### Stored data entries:

==============================

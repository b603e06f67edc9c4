use ratatui::{
    layout::{Constraint, Direction, Layout, Rect},
    style::{Color, Modifier, Style},
    text::{Line, Span},
    widgets::{Block, Borders, Paragraph, Wrap},
};

use crate::pages::PredictionsPage;
use crate::ui::charts::draw_forecast_chart;
use crate::ui::theme::{LOWER, PREDICTED, UPPER};

pub fn draw_predictions(f: &mut ratatui::Frame<'_>, area: Rect, page: &PredictionsPage) {
    if page.loading {
        f.render_widget(Paragraph::new("Loading predictions..."), area);
        return;
    }
    let rows = Layout::default()
        .direction(Direction::Vertical)
        .constraints([
            Constraint::Length(3),
            Constraint::Min(8),
            Constraint::Length(6),
        ])
        .split(area);

    let mut picker: Vec<Span> = vec![Span::raw("◀ ")];
    for (i, s) in page.servers.iter().enumerate() {
        let style = if Some(i) == page.selected {
            Style::default().fg(Color::Cyan).add_modifier(Modifier::BOLD)
        } else {
            Style::default().fg(Color::Gray)
        };
        picker.push(Span::styled(s.name.clone(), style));
        picker.push(Span::raw("  "));
    }
    picker.push(Span::raw("▶"));
    f.render_widget(
        Paragraph::new(Line::from(picker)).block(
            Block::default()
                .borders(Borders::ALL)
                .title("Server  [←/→] select"),
        ),
        rows[0],
    );

    let title = match page.selected_server() {
        Some(s) => format!("CPU Forecast: {} (next 30 minutes)", s.name),
        None => "CPU Forecast".to_string(),
    };
    draw_forecast_chart(f, rows[1], &title, &page.bands, (UPPER, PREDICTED, LOWER));

    let peak = match page.bands.peak() {
        Some((x, y)) => format!("Peak usage predicted around minute {x:.0} ({y:.1}%). "),
        None => String::new(),
    };
    let analysis = format!(
        "Based on historical patterns, CPU usage is expected to remain stable with slight \
         variations. {peak}The confidence interval shows possible range of values. No critical \
         anomalies forecasted for the next 30 minutes."
    );
    f.render_widget(
        Paragraph::new(analysis)
            .wrap(Wrap { trim: true })
            .block(Block::default().borders(Borders::ALL).title("📊 AI Analysis")),
        rows[2],
    );
}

==============================

### Exercise requirements:
Write out the records exactly, starting at the first line and stopping after the line that contains "use crate::ui::charts::draw_forecast_chart;".

### Finished exercise:
repository b603e06f67edc9c4
use ratatui::{
    layout::{Constraint, Direction, Layout, Rect},
    style::{Color, Modifier, Style},
    text::{Line, Span},
    widgets::{Block, Borders, Paragraph, Wrap},
};

use crate::pages::PredictionsPage;
use crate::ui::charts::draw_forecast_chart;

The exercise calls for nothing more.